Sulphur Creek heads in the Dome and empties into Dominion Creek two and a half miles above Australia Creek. It has a length of about seventeen miles measured along the valley. At its mouth it is a stream about twelve feet wide with an average depth on the bars of about six inches. The principal tributaries are Green, Friday, Meadow, and Brimstone gulches on the left, and Quinn and Black Diamond gulches on the right.
The valley of Sulphur Creek is sunk from 1000 to 1500 feet below the crests of the bordering ridges. The slopes are easy and very uniform, and are somewhat steeper on the right limit than on the left. The gravels vary in thickness from two to eight feet or more. In the productive part of the creek they average about three feet. The overburden of muck on Sulphur Creek is extraordinary heavy, much more so than on the other creeks of the district.

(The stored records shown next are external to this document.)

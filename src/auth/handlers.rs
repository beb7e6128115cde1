use axum::{
    extract::{FromRef, State},
    http::StatusCode,
    routing::{get, post},
    Json, Router,
};
use tracing::{error, info, instrument, warn};

use crate::{
    auth::{
        dto::{AuthResponse, LoginRequest, PublicUser, RefreshRequest, RegisterRequest},
        extractors::AuthUser,
        jwt::JwtKeys,
        password::{hash_password, is_long_enough, verify_password},
        repo::EmailTaken,
        repo_types::NewUser,
        services::{is_valid_email, issue_tokens, normalize_email},
    },
    error::AppError,
    extract::AppJson,
    state::AppState,
};

pub fn auth_routes() -> Router<AppState> {
    Router::new()
        .route("/auth/register", post(register))
        .route("/auth/login", post(login))
        .route("/auth/refresh", post(refresh))
}

pub fn me_routes() -> Router<AppState> {
    Router::new().route("/me", get(get_me))
}

fn invalid_credentials() -> AppError {
    AppError::Unauthorized("Invalid credentials".into())
}

#[instrument(skip(state, payload))]
pub async fn register(
    State(state): State<AppState>,
    AppJson(payload): AppJson<RegisterRequest>,
) -> Result<(StatusCode, Json<AuthResponse>), AppError> {
    let email = normalize_email(&payload.email);
    let username = payload.username.trim().to_string();

    if username.is_empty() {
        warn!("empty username");
        return Err(AppError::BadRequest("Username is required".into()));
    }

    if !is_valid_email(&email) {
        warn!(email = %email, "invalid email");
        return Err(AppError::BadRequest("Invalid email".into()));
    }

    if !is_long_enough(&payload.password) {
        warn!("password too short");
        return Err(AppError::BadRequest("Password too short".into()));
    }

    // Ensure email is not taken
    match state.users.find_by_email(&email).await {
        Ok(Some(_)) => {
            warn!(email = %email, "email already registered");
            return Err(AppError::Conflict("Email already registered".into()));
        }
        Ok(None) => {}
        Err(e) => {
            error!(error = %e, "find_by_email failed");
            return Err(AppError::internal("Server error"));
        }
    }

    let password_hash = hash_password(&payload.password).map_err(|e| {
        error!(error = %e, "hash_password failed");
        AppError::internal("Server error")
    })?;

    let user = state
        .users
        .create(NewUser {
            username,
            email,
            password_hash,
        })
        .await
        .map_err(|e| {
            if e.downcast_ref::<EmailTaken>().is_some() {
                warn!("email registered concurrently");
                return AppError::Conflict("Email already registered".into());
            }
            error!(error = %e, "create user failed");
            AppError::internal_with("Failed to register user", e)
        })?;

    info!(user_id = %user.id, email = %user.email, "user registered");
    let keys = JwtKeys::from_ref(&state);
    Ok((StatusCode::CREATED, Json(issue_tokens(&keys, user)?)))
}

#[instrument(skip(state, payload))]
pub async fn login(
    State(state): State<AppState>,
    AppJson(payload): AppJson<LoginRequest>,
) -> Result<Json<AuthResponse>, AppError> {
    let email = normalize_email(&payload.email);

    if !is_valid_email(&email) {
        warn!(email = %email, "invalid email");
        return Err(AppError::BadRequest("Invalid email".into()));
    }

    let user = match state.users.find_by_email(&email).await {
        Ok(Some(u)) => u,
        Ok(None) => {
            warn!(email = %email, "login unknown email");
            return Err(invalid_credentials());
        }
        Err(e) => {
            error!(error = %e, "find_by_email failed");
            return Err(AppError::internal("Server error"));
        }
    };

    let ok = verify_password(&payload.password, user.password_hash.as_deref()).map_err(|e| {
        error!(error = %e, "verify_password failed");
        AppError::internal("Server error")
    })?;

    if !ok {
        warn!(email = %email, user_id = %user.id, "login invalid password");
        return Err(invalid_credentials());
    }

    if !user.is_active {
        warn!(user_id = %user.id, "login on deactivated account");
        return Err(invalid_credentials());
    }

    info!(user_id = %user.id, email = %user.email, "user logged in");
    let keys = JwtKeys::from_ref(&state);
    Ok(Json(issue_tokens(&keys, user)?))
}

#[instrument(skip(state, payload))]
pub async fn refresh(
    State(state): State<AppState>,
    AppJson(payload): AppJson<RefreshRequest>,
) -> Result<Json<AuthResponse>, AppError> {
    let keys = JwtKeys::from_ref(&state);
    let claims = keys.verify_refresh(&payload.refresh_token).map_err(|e| {
        warn!(error = %e, "refresh rejected");
        AppError::Unauthorized("Invalid refresh token".into())
    })?;

    let user = match state.users.find_by_id(claims.sub).await {
        Ok(Some(u)) if u.is_active => u,
        Ok(_) => return Err(AppError::Unauthorized("User not found".into())),
        Err(e) => {
            error!(error = %e, user_id = %claims.sub, "find_by_id failed");
            return Err(AppError::internal("Server error"));
        }
    };

    Ok(Json(issue_tokens(&keys, user)?))
}

#[instrument(skip(state))]
pub async fn get_me(
    State(state): State<AppState>,
    AuthUser(user_id): AuthUser,
) -> Result<Json<PublicUser>, AppError> {
    match state.users.find_by_id(user_id).await {
        Ok(Some(user)) if user.is_active => Ok(Json(PublicUser::from(user))),
        Ok(_) => {
            warn!(user_id = %user_id, "user not found or inactive");
            Err(AppError::Unauthorized("User not found".into()))
        }
        Err(e) => {
            error!(error = %e, user_id = %user_id, "find_by_id failed");
            Err(AppError::internal("Server error"))
        }
    }
}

The gold is distributed somewhat irregularly. The best part of the creek extends from about Green Gulch clown to a mile or so below Discovery. Sulphur Creek gold is coarse, angular and nuggety in the upper or gulch part of the valley, but lower down becomes finer, shows more wear, and large nuggets are much less abundant.
The ‘black sand’ associated with the gold, consists mainly of pyrite, magnetite and hematite, derived from the green schists of the district. The larger nuggets hold fragments of quartz, and all the evidence appears to show that the gold is of local origin, and is derived from the veins and silicified schists of the valley.